Yu Yi asintió. Meng Qing continuó: "Las armas de fuego están muy desfasadas en esta época, pero esta sirve como guía para principiantes. Familiarízate primero con ella". Después de que aprendiera a usar la pistola de Tu Feibai, Meng Qing le buscó otras armas para que aprendiera a manejarlas. Así, durante todo el día, Yu Yi aprendió a desmontar y cargar armas de fuego.
En la mañana del tercer día, Meng Qing observó cómo Yu Yi desmontaba y volvía a montar su arma con destreza y le sugirió: «Ya basta, puedes empezar a practicar tiro». Mientras hablaba, se puso de pie, apoyándose en el reposabrazos de su silla, y añadió: «Vayamos a las afueras a practicar».
Yu Yi lo miró con preocupación: "Te lesionaste hace solo dos días, deberías descansar y recuperarte. Entrenaremos más tarde".
Meng Qing dijo con indiferencia: "Fue el 'Comandante Tu' quien resultó herido, yo estoy perfectamente bien". Luego la corrigió: "Llámalo 'Comandante'. No sigas llamándolo 'Comandante Tu', una vez que te acostumbres, no podrás cambiarlo delante de los demás".
Yu Yi no aprobaba que saliera ahora y permaneció sentado a la mesa sin levantarse: "Comandante, usted dijo claramente que tenía tanto dolor cuando llegó aquí que casi se desmayó".

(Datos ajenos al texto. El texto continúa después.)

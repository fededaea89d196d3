pub mod enrich;
pub mod list_renderer;
pub mod listing;
pub mod post_renderer;

use crate::view::list_renderer::ListRenderer;
use crate::view::listing::Screen;
use crate::view::post_renderer::PostRenderer;

pub fn render_screen(screen: &Screen, list: &ListRenderer, post: &PostRenderer) -> String {
    match screen {
        Screen::Loading => "Loading...".to_string(),
        Screen::Error(error) => format!("Error: {}", error),
        Screen::List { posts, current_page, page_count } => list.render(posts, *current_page, *page_count),
        Screen::Detail(selected) => post.render(selected),
    }
}
use std::path::PathBuf;

use anyhow::{anyhow, bail, Result};
use clap::{Parser, Subcommand};
use spdlog::{Level, LevelFilter};

use blogpad::client::auth::{Auth, Registration};
use blogpad::client::session::FileKeyValueStore;
use blogpad::client::user_service::UserProfile;
use blogpad::client::ApiClient;
use blogpad::config::open_config;
use blogpad::paginator::Paginator;
use blogpad::view::enrich::{Author, EnrichedPost};
use blogpad::view::list_renderer::{ListRenderer, LIST_TEMPLATE};
use blogpad::view::listing::ListingView;
use blogpad::view::post_renderer::{PostRenderer, VIEW_TEMPLATE};
use blogpad::view::render_screen;

#[derive(Parser, Debug)]
#[command(version, about = "Browse a Blogpad server from the terminal", long_about = None)]
struct Args {
    /// Config path
    #[arg(short, long)]
    config_path: Option<String>,

    /// Log progress to the console
    #[arg(short, long)]
    verbose: bool,

    #[command(subcommand)]
    command: Command,
}

#[derive(Subcommand, Debug)]
enum Command {
    /// Log in and keep the session
    Login {
        email: String,
        password: String,
    },
    /// Create an account and keep the session
    Register {
        username: String,
        email: String,
        password: String,
        #[arg(long)]
        profile_picture: Option<String>,
    },
    /// Forget the current session
    Logout,
    /// Show the logged in user
    Whoami,
    /// List all blogs, one page at a time
    List {
        #[arg(short, long, default_value_t = 1)]
        page: u32,
    },
    /// Show one blog
    Show {
        id: String,
    },
    /// List the blogs of the logged in user
    Mine {
        #[arg(short, long, default_value_t = 1)]
        page: u32,
    },
}

fn set_console_level(verbose: bool) {
    let level = if verbose { Level::Debug } else { Level::Warn };
    spdlog::default_logger().set_level_filter(LevelFilter::MoreSevereEqual(level));
}

#[tokio::main]
async fn main() -> Result<()> {
    let args = Args::parse();
    set_console_level(args.verbose);

    let config = open_config(args.config_path.map(PathBuf::from)).map_err(|e| anyhow!(e))?;
    let client_cfg = config.client();
    let page_size = client_cfg.page_size();
    let session_path = config.session.location
        .ok_or_else(|| anyhow!("No session location configured"))?;

    let api = ApiClient::new(&client_cfg.base_url);
    let mut auth = Auth::new(api.clone(), FileKeyValueStore::open(&session_path)?);

    let list_renderer = ListRenderer::new(LIST_TEMPLATE)?;
    let post_renderer = PostRenderer::new(VIEW_TEMPLATE)?;

    match args.command {
        Command::Login { email, password } => {
            let session = auth.login(&email, &password).await?;
            println!("Logged in as {}", session.username);
        }
        Command::Register { username, email, password, profile_picture } => {
            let registration = Registration { username, email, password, profile_picture };
            let session = auth.register(&registration).await?;
            println!("Registered and logged in as {}", session.username);
        }
        Command::Logout => {
            auth.logout()?;
            println!("Logged out");
        }
        Command::Whoami => match auth.current() {
            Some(session) => println!("{} ({})", session.username, session.user_id),
            None => println!("Not logged in"),
        },
        Command::List { page } => {
            let mut view = ListingView::new(api.clone(), api, page_size);
            view.activate().await;
            if let Err(e) = view.set_page(page) {
                if view.page_count() > 0 {
                    bail!("Invalid page {}: {}", page, e);
                }
            }
            println!("{}", render_screen(&view.screen(), &list_renderer, &post_renderer));
        }
        Command::Show { id } => {
            let mut view = ListingView::new(api.clone(), api, page_size);
            view.select(&id).await;
            println!("{}", render_screen(&view.screen(), &list_renderer, &post_renderer));
        }
        Command::Mine { page } => {
            let Some(session) = auth.current() else {
                bail!("Not logged in. Please run blogpad-browse login");
            };
            let author = Author::from_profile(Some(UserProfile {
                username: Some(session.username.clone()),
                profile_picture: Some(session.profile_picture.clone()),
            }));
            let posts: Vec<EnrichedPost> = api.fetch_user_blogs(&session.user_id).await?
                .into_iter()
                .map(|blog| EnrichedPost { blog, author: author.clone() })
                .collect();

            let paginator = Paginator::from(&posts, page_size);
            let page_posts: &[EnrichedPost] = match paginator.get_page(page) {
                Ok(page_posts) => page_posts,
                Err(_) if paginator.page_count() == 0 => &[],
                Err(e) => bail!("Invalid page {}: {}", page, e),
            };
            println!("{}", list_renderer.render(page_posts, page, paginator.page_count()));
        }
    }

    Ok(())
}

Meng Qing notó el énfasis en la palabra "comandante" en su voz, sonrió, se acercó a ella y extendió las manos: "Los tiempos han cambiado. Mi capacidad de recuperación es de primera categoría".
Yu Yi no le creyó. ¿Cómo era posible que una herida tan grave hubiera sanado tan bien? Esa mañana lo había visto despertar con sus propios ojos. Tenía tanto dolor que le entró un sudor frío con solo darse la vuelta. Si no se hubiera inyectado inmediatamente un analgésico cerca de la herida, no estaría actuando con tanta indiferencia ahora.
De repente, se oyeron pasos fuera de la puerta. No era el nítido sonido de los tacones de Yu Tao'er golpeando el suelo, ni el ligero roce de los zapatos de tela de suela blanda de A Xiang. Era el sonido de unas botas altas de cuero con placas de hierro clavadas en los talones, pisando el suelo de madera; pasos grandes, pesados y contundentes.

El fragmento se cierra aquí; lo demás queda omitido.